Garbage collection services and infrastructure have largely failed to keep pace with rapid development.
More than 8 million tonnes of plastics are dumped in the world’s oceans each year, scientists have said — about a truckload per minute.
China, Indonesia, Vietnam, the Philippines and Thailand are among the top culprits, waste experts have said.
Aside from the effects this has on human health and wildlife, 21-strong APEC group has said that it costs the region’s tourism, fishing and shipping industries about US$1.3 billion per year.
Impoverished East Timor, with a population of just 1.3 million, generates about 70 tonnes of plastic waste each day, according to government data, most of which is collected from beaches and urban areas, then burned in the open.
The new plant would use chemical technology to quickly turn plastic waste into liquid or gas without adding mineral oil, which no other recycler can do as well, Maschmeyer said.
“The issue with plastic is what you do when you’ve finished using that product,” said Maschmeyer, who teaches at the University of Sydney. “In our case, we can chemically recycle it and put it back into the circular economy.”
Run at no cost to Asia’s youngest democracy, all profits would go toward supporting community projects and waste collectors in East Timor, which must first find funding to build the recycling facility.
“This is an exciting collaboration for us,” East Timorese State Secretary for the Environment Demetrio do Amaral de Carvalho said.
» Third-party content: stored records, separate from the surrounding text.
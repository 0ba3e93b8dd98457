//! The connection state machine: one machine per role, coupled through
//! a small set of joint rules, plus the keep-alive latch and the
//! protocol-switch bookkeeping.
//!
//! Everything here is pure bookkeeping over enums; the transition
//! function has no access to buffers or events beyond their kind, which
//! keeps the successor state a deterministic function of
//! `(client, server, keep_alive, switch, event)`.

use error::LocalProtocolError;

#[derive(Debug, Clone, Copy, PartialEq, Eq)]
pub enum Role {
    Client,
    Server,
}

impl Role {
    pub fn peer(&self) -> Role {
        match *self {
            Role::Client => Role::Server,
            Role::Server => Role::Client,
        }
    }
}

/// Per-role connection state.
#[derive(Debug, Clone, Copy, PartialEq, Eq)]
pub enum State {
    /// Awaiting the start of a new message for this direction.
    Idle,
    /// Server only: the request is in, a response start-line must come
    /// next.
    SendResponse,
    /// Start-line done; body transfer in progress.
    SendBody,
    /// `EndOfMessage` has passed; waiting for the peer to finish.
    Done,
    /// No more cycles: this side must close once it is done.
    MustClose,
    /// This side has sent or received the shutdown signal.
    Closed,
    /// Client only: a switch proposal is out, the response will decide.
    MightSwitchProtocol,
    /// Handoff complete; further bytes are not HTTP.
    SwitchedProtocol,
    /// Terminal failure.
    Error,
}

/// The kind of protocol switch a request proposed.
#[derive(Debug, Clone, Copy, PartialEq, Eq)]
pub enum Switch {
    Upgrade,
    Connect,
}

/// Event kinds, for transition lookups and error reporting.
#[derive(Debug, Clone, Copy, PartialEq, Eq)]
pub enum EventKind {
    Request,
    InformationalResponse,
    Response,
    Data,
    EndOfMessage,
    ConnectionClosed,
}

/// The per-event transition table for one role's machine.
///
/// `None` means the event is illegal in that state. `switch` is only
/// ever `Some` for server responses that accept a pending proposal.
fn transition(role: Role, state: State, kind: EventKind,
    switch: Option<Switch>)
    -> Option<State>
{
    use self::EventKind::*;
    use self::Role::*;
    use self::State::*;
    match (role, state, kind) {
        (Client, Idle, Request) => Some(SendBody),
        (Client, Idle, ConnectionClosed) => Some(Closed),
        (Client, SendBody, Data) => Some(SendBody),
        (Client, SendBody, EndOfMessage) => Some(Done),

        // A server may respond without waiting for a complete request:
        // that is how error responses to garbage input get out.
        (Server, Idle, Response) if switch.is_none() => Some(SendBody),
        (Server, Idle, ConnectionClosed) => Some(Closed),
        (Server, SendResponse, InformationalResponse) => {
            match switch {
                Some(Switch::Upgrade) => Some(SwitchedProtocol),
                None => Some(SendResponse),
                Some(Switch::Connect) => None,
            }
        }
        (Server, SendResponse, Response) => {
            match switch {
                Some(Switch::Connect) => Some(SwitchedProtocol),
                None => Some(SendBody),
                Some(Switch::Upgrade) => None,
            }
        }
        (Server, SendBody, Data) => Some(SendBody),
        (Server, SendBody, EndOfMessage) => Some(Done),

        (_, Done, ConnectionClosed) => Some(Closed),
        (_, MustClose, ConnectionClosed) => Some(Closed),
        (_, Closed, ConnectionClosed) => Some(Closed),

        _ => None,
    }
}

/// The coupled pair of role machines plus sub-states.
#[derive(Debug)]
pub struct ConnectionState {
    client: State,
    server: State,
    keep_alive: bool,
    upgrade_proposed: bool,
    connect_proposed: bool,
}

impl ConnectionState {
    pub fn new() -> ConnectionState {
        ConnectionState {
            client: State::Idle,
            server: State::Idle,
            keep_alive: true,
            upgrade_proposed: false,
            connect_proposed: false,
        }
    }

    pub fn state(&self, role: Role) -> State {
        match role {
            Role::Client => self.client,
            Role::Server => self.server,
        }
    }

    pub fn keep_alive(&self) -> bool {
        self.keep_alive
    }

    pub fn proposed(&self, switch: Switch) -> bool {
        match switch {
            Switch::Upgrade => self.upgrade_proposed,
            Switch::Connect => self.connect_proposed,
        }
    }

    pub fn has_pending_switch(&self) -> bool {
        self.upgrade_proposed || self.connect_proposed
    }

    /// The keep-alive latch: once disabled, never re-enabled.
    pub fn process_keep_alive_disabled(&mut self) {
        self.keep_alive = false;
        self.fire();
    }

    pub fn process_client_switch_proposal(&mut self, switch: Switch) {
        match switch {
            Switch::Upgrade => self.upgrade_proposed = true,
            Switch::Connect => self.connect_proposed = true,
        }
        self.fire();
    }

    pub fn process_error(&mut self, role: Role) {
        self.set_state(role, State::Error);
        self.fire();
    }

    /// Run one event through the machine of `role`.
    ///
    /// `server_switch` must be set when a server response accepts a
    /// pending switch proposal; the caller derives it from the event
    /// and the pending proposals. On failure nothing is mutated.
    pub fn process_event(&mut self, role: Role, kind: EventKind,
        server_switch: Option<Switch>)
        -> Result<(), LocalProtocolError>
    {
        if let Some(switch) = server_switch {
            debug_assert_eq!(role, Role::Server);
            if !self.proposed(switch) {
                return Err(LocalProtocolError::SwitchWithoutProposal);
            }
        }
        let state = self.state(role);
        let next = match transition(role, state, kind, server_switch) {
            Some(next) => next,
            None => return Err(LocalProtocolError::IllegalTransition(
                role, state, kind)),
        };
        // A request also starts the server's turn.
        let server_next = if role == Role::Client
            && kind == EventKind::Request
        {
            match self.server {
                State::Idle => Some(State::SendResponse),
                state => return Err(LocalProtocolError::IllegalTransition(
                    Role::Server, state, kind)),
            }
        } else {
            None
        };
        // A plain response means any pending proposal was declined.
        if server_switch.is_none() && kind == EventKind::Response {
            self.upgrade_proposed = false;
            self.connect_proposed = false;
        }
        self.set_state(role, next);
        if let Some(next) = server_next {
            self.server = next;
        }
        self.fire();
        Ok(())
    }

    /// Reset for the next request/response cycle.
    ///
    /// Only legal when both sides are `Done`, keep-alive survived, and
    /// no switch is pending. Sub-states are preserved.
    pub fn start_next_cycle(&mut self) -> Result<(), LocalProtocolError> {
        if self.client != State::Done || self.server != State::Done {
            return Err(LocalProtocolError::NotReusable);
        }
        if !self.keep_alive || self.has_pending_switch() {
            return Err(LocalProtocolError::NotReusable);
        }
        self.client = State::Idle;
        self.server = State::Idle;
        Ok(())
    }

    fn set_state(&mut self, role: Role, state: State) {
        match role {
            Role::Client => self.client = state,
            Role::Server => self.server = state,
        }
    }

    /// Apply the joint rules until nothing changes any more.
    fn fire(&mut self) {
        use self::State::*;
        loop {
            let before = (self.client, self.server);
            // A client that finished a switch proposal waits for the
            // verdict instead of counting as plainly done.
            if self.has_pending_switch() {
                if self.client == Done {
                    self.client = MightSwitchProtocol;
                }
            } else if self.client == MightSwitchProtocol {
                self.client = Done;
            }
            if !self.keep_alive {
                if self.client == Done {
                    self.client = MustClose;
                }
                if self.server == Done {
                    self.server = MustClose;
                }
            }
            match (self.client, self.server) {
                (MightSwitchProtocol, SwitchedProtocol) => {
                    self.client = SwitchedProtocol;
                }
                (Closed, Done) | (Closed, Idle) | (Error, Done) => {
                    self.server = MustClose;
                }
                (Done, Closed) | (Idle, Closed) | (Done, Error) => {
                    self.client = MustClose;
                }
                _ => {}
            }
            if (self.client, self.server) == before {
                return;
            }
        }
    }
}
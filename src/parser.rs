//! Message-head parsing: request lines, status lines and header
//! blocks, including chunked trailers.
//!
//! The receive buffer locates a complete head with its bounded,
//! memoized search first; only then does `httparse` run over the block,
//! so adversarial trickles never cause rescans of old bytes. Obsolete
//! line folding is unfolded into a scratch copy before parsing, which
//! keeps the common case zero-copy.

use std::borrow::Cow;

use httparse;

use buffer::ReceiveBuffer;
use error::{HeaderError, RemoteProtocolError};
use events::{Event, InformationalResponse, Request, Response};
use headers::{Headers, trim_ows};
use version::Version;

/// Number of headers to allocate on the stack
const MIN_HEADERS: usize = 16;
/// A hard limit on the number of headers
const MAX_HEADERS: usize = 1024;

/// Try to read a complete request head from the buffer.
///
/// Returns `Ok(None)` when more bytes are needed. Bytes that are
/// obviously not HTTP (a first byte outside printable ASCII, say a TLS
/// handshake) fail fast with a distinct error instead of waiting for a
/// header terminator that will never come.
pub fn read_request_head(buf: &mut ReceiveBuffer)
    -> Result<Option<Request>, RemoteProtocolError>
{
    skip_empty_lines(buf);
    if let Some(&first) = buf.data().first() {
        // Whitespace may still turn into a blank line or a (bad)
        // request line, which produce better errors later.
        let whitespace = first == b' ' || first == b'\t' || first == b'\r';
        if !whitespace && (first < 0x21 || first > 0x7e) {
            return Err(RemoteProtocolError::NotHttp);
        }
    }
    let end = match buf.find_headers_end()? {
        Some(end) => end,
        None => {
            // the request line is subject to the tighter line bound
            buf.find_line()?;
            return Ok(None);
        }
    };
    let block = buf.extract(end);
    let block = unfold(&block, 2)?;

    let mut fallback;
    let mut headers = [httparse::EMPTY_HEADER; MIN_HEADERS];
    let mut raw = httparse::Request::new(&mut headers);
    let mut parsed = raw.parse(&block);
    if matches!(parsed, Err(httparse::Error::TooManyHeaders)) {
        fallback = vec![httparse::EMPTY_HEADER; MAX_HEADERS];
        raw = httparse::Request::new(&mut fallback);
        parsed = raw.parse(&block);
    }
    match parsed? {
        httparse::Status::Complete(_) => {}
        httparse::Status::Partial => {
            return Err(RemoteProtocolError::TruncatedHead);
        }
    }
    let version = version_from_digit(raw.version)?;
    let headers = convert_headers(raw.headers)?;
    let request = Request::new(raw.method.unwrap(), raw.path.unwrap(),
        headers, version)?;
    Ok(Some(request))
}

/// Try to read a complete response head from the buffer.
///
/// Yields an `InformationalResponse` for 1xx status codes and a
/// `Response` otherwise; returns `Ok(None)` when more bytes are needed.
pub fn read_response_head(buf: &mut ReceiveBuffer)
    -> Result<Option<Event>, RemoteProtocolError>
{
    let end = match buf.find_headers_end()? {
        Some(end) => end,
        None => {
            // same line bound for the status line
            buf.find_line()?;
            return Ok(None);
        }
    };
    let block = buf.extract(end);
    let block = unfold(&block, 2)?;

    let mut fallback;
    let mut headers = [httparse::EMPTY_HEADER; MIN_HEADERS];
    let mut raw = httparse::Response::new(&mut headers);
    let mut parsed = raw.parse(&block);
    if matches!(parsed, Err(httparse::Error::TooManyHeaders)) {
        fallback = vec![httparse::EMPTY_HEADER; MAX_HEADERS];
        raw = httparse::Response::new(&mut fallback);
        parsed = raw.parse(&block);
    }
    match parsed? {
        httparse::Status::Complete(_) => {}
        httparse::Status::Partial => {
            return Err(RemoteProtocolError::TruncatedHead);
        }
    }
    let version = version_from_digit(raw.version)?;
    let code = raw.code.unwrap();
    let reason = raw.reason.unwrap_or("");
    let headers = convert_headers(raw.headers)?;
    let event = if code < 200 {
        Event::InformationalResponse(
            InformationalResponse::new(code, reason, headers, version)?)
    } else {
        Event::Response(Response::new(code, reason, headers, version)?)
    };
    Ok(Some(event))
}

/// Parse a complete chunked-trailer block (everything after the zero
/// chunk, terminating blank line included).
pub fn read_trailers(block: &[u8]) -> Result<Headers, RemoteProtocolError> {
    let block = unfold(block, 1)?;
    let mut fallback;
    let mut headers = [httparse::EMPTY_HEADER; MIN_HEADERS];
    let mut parsed = httparse::parse_headers(&block, &mut headers);
    if matches!(parsed, Err(httparse::Error::TooManyHeaders)) {
        fallback = vec![httparse::EMPTY_HEADER; MAX_HEADERS];
        parsed = httparse::parse_headers(&block, &mut fallback);
    }
    match parsed? {
        httparse::Status::Complete((_, raw)) => Ok(convert_headers(raw)?),
        httparse::Status::Partial => Err(RemoteProtocolError::TruncatedHead),
    }
}

fn convert_headers(raw: &[httparse::Header])
    -> Result<Headers, HeaderError>
{
    Headers::from_pairs(raw.iter().map(|h| (h.name, trim_ows(h.value))))
}

fn version_from_digit(version: Option<u8>)
    -> Result<Version, RemoteProtocolError>
{
    match version {
        Some(0) => Ok(Version::Http10),
        Some(1) => Ok(Version::Http11),
        _ => Err(RemoteProtocolError::Parse(httparse::Error::Version)),
    }
}

/// RFC 7230 allows (and recommends tolerating) empty lines before a
/// request line.
fn skip_empty_lines(buf: &mut ReceiveBuffer) {
    loop {
        if buf.data().starts_with(b"\r\n") {
            buf.consume(2);
        } else if buf.data().starts_with(b"\n") {
            buf.consume(1);
        } else {
            return;
        }
    }
}

/// Join obsolete line folds: a line starting with SP/HTAB continues the
/// previous header's value, separated by a single space.
///
/// `first_foldable` is the index of the first physical line that may
/// legally be a continuation (2 for a message head, where line 0 is the
/// start line; 1 for a trailer block).
fn unfold(block: &[u8], first_foldable: usize)
    -> Result<Cow<[u8]>, RemoteProtocolError>
{
    let folded = block.windows(2).any(|w| {
        w[0] == b'\n' && (w[1] == b' ' || w[1] == b'\t')
    });
    if !folded {
        return Ok(Cow::Borrowed(block));
    }
    let mut out = Vec::with_capacity(block.len());
    for (line_no, line) in (Lines { data: block, pos: 0 }).enumerate() {
        let continuation = line.first()
            .map_or(false, |&b| b == b' ' || b == b'\t');
        if continuation {
            if line_no < first_foldable {
                return Err(RemoteProtocolError::BadLineContinuation);
            }
            if out.last() == Some(&b'\n') {
                out.pop();
            }
            if out.last() == Some(&b'\r') {
                out.pop();
            }
            out.push(b' ');
            let mut rest = line;
            while rest.first().map_or(false, |&b| b == b' ' || b == b'\t') {
                rest = &rest[1..];
            }
            out.extend_from_slice(rest);
        } else {
            out.extend_from_slice(line);
        }
    }
    Ok(Cow::Owned(out))
}

/// Physical lines of a block, terminators included.
struct Lines<'a> {
    data: &'a [u8],
    pos: usize,
}

impl<'a> Iterator for Lines<'a> {
    type Item = &'a [u8];

    fn next(&mut self) -> Option<&'a [u8]> {
        if self.pos >= self.data.len() {
            return None;
        }
        let start = self.pos;
        let mut idx = start;
        while idx < self.data.len() {
            idx += 1;
            if self.data[idx - 1] == b'\n' {
                break;
            }
        }
        self.pos = idx;
        Some(&self.data[start..idx])
    }
}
“Not only will it make a big difference in plastic waste reduction and reduce harm to our cherished marine life, but Timor-Leste can be an example to the rest of the world,” he said in a statement.
The same technology is currently planned for other recycling plants in Canada, Australia and Britain.
If successful, RESPECT would be used as a model for other developing countries suffocating in plastic waste.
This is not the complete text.